*Activity*
Below is some data; print it all back exactly.
┄┄┄┄┄┄
use shared::metrics_defs::{MetricDef, MetricType};

pub const REQUEST_DURATION: MetricDef = MetricDef {
    name: "request.duration",
    metric_type: MetricType::Histogram,
    description: "Request duration in seconds. Tagged with status.",
};

pub const REQUESTS_INFLIGHT: MetricDef = MetricDef {
    name: "requests.inflight",
    metric_type: MetricType::Gauge,
    description: "Number of requests currently being processed",
};

pub const AUTH_FAILURES: MetricDef = MetricDef {
    name: "auth.failures",
    metric_type: MetricType::Counter,
    description: "Requests that failed signature verification. Tagged with reason.",
};

pub const EVENTS_ACCEPTED: MetricDef = MetricDef {
    name: "events.accepted",
    metric_type: MetricType::Counter,
    description: "Events accepted and handed to the publisher",
};

pub const PUBLISH_FAILURES: MetricDef = MetricDef {
    name: "events.publish_failures",
    metric_type: MetricType::Counter,
    description: "Accepted events that could not be published to the queue",
};

pub const ALL_METRICS: &[MetricDef] = &[
    REQUEST_DURATION,
    REQUESTS_INFLIGHT,
    AUTH_FAILURES,
    EVENTS_ACCEPTED,
    PUBLISH_FAILURES,
];

#[cfg(test)]
mod tests {
    use super::*;
    use shared::metrics_defs::find_duplicate;

    #[test]
    fn test_metric_names_unique() {
        assert_eq!(find_duplicate(ALL_METRICS), None);
    }
}
use serde::Deserialize;
use url::Url;

fn default_pubsub_url() -> Url {
    Url::parse("https://pubsub.googleapis.com").expect("static URL is valid")
}

#[derive(Clone, Deserialize, Debug, PartialEq)]
#[serde(rename_all = "lowercase")]
#[serde(tag = "type")]
pub enum QueueConfig {
    /// In-process queue. Only meaningful when ingest and worker share a process.
    Memory,
    PubSub(PubSubConfig),
}

#[derive(Clone, Deserialize, Debug, PartialEq)]
pub struct PubSubConfig {
    pub project_id: String,
    /// Topic the ingest service publishes to
    pub topic: Option<String>,
    /// Subscription the worker pulls from
    pub subscription: Option<String>,
    #[serde(default = "default_pubsub_url")]
    pub base_url: Url,
    pub auth_token: Option<String>,
}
┄┄┄┄┄┄
*Exercise answer*
use shared::metrics_defs::{MetricDef, MetricType};

pub const REQUEST_DURATION: MetricDef = MetricDef {
    name: "request.duration",
    metric_type: MetricType::Histogram,
    description: "Request duration in seconds. Tagged with status.",
};

pub const REQUESTS_INFLIGHT: MetricDef = MetricDef {
    name: "requests.inflight",
    metric_type: MetricType::Gauge,
    description: "Number of requests currently being processed",
};

pub const AUTH_FAILURES: MetricDef = MetricDef {
    name: "auth.failures",
    metric_type: MetricType::Counter,
    description: "Requests that failed signature verification. Tagged with reason.",
};

pub const EVENTS_ACCEPTED: MetricDef = MetricDef {
    name: "events.accepted",
    metric_type: MetricType::Counter,
    description: "Events accepted and handed to the publisher",
};

pub const PUBLISH_FAILURES: MetricDef = MetricDef {
    name: "events.publish_failures",
    metric_type: MetricType::Counter,
    description: "Accepted events that could not be published to the queue",
};

pub const ALL_METRICS: &[MetricDef] = &[
    REQUEST_DURATION,
    REQUESTS_INFLIGHT,
    AUTH_FAILURES,
    EVENTS_ACCEPTED,
    PUBLISH_FAILURES,
];

#[cfg(test)]
mod tests {
    use super::*;
    use shared::metrics_defs::find_duplicate;

    #[test]
    fn test_metric_names_unique() {
        assert_eq!(find_duplicate(ALL_METRICS), None);
    }
}
use serde::Deserialize;
use url::Url;

fn default_pubsub_url() -> Url {
    Url::parse("https://pubsub.googleapis.com").expect("static URL is valid")
}

#[derive(Clone, Deserialize, Debug, PartialEq)]
#[serde(rename_all = "lowercase")]
#[serde(tag = "type")]
pub enum QueueConfig {
    /// In-process queue. Only meaningful when ingest and worker share a process.
    Memory,
    PubSub(PubSubConfig),
}

#[derive(Clone, Deserialize, Debug, PartialEq)]
pub struct PubSubConfig {
    pub project_id: String,
    /// Topic the ingest service publishes to
    pub topic: Option<String>,
    /// Subscription the worker pulls from
    pub subscription: Option<String>,
    #[serde(default = "default_pubsub_url")]
    pub base_url: Url,
    pub auth_token: Option<String>,
}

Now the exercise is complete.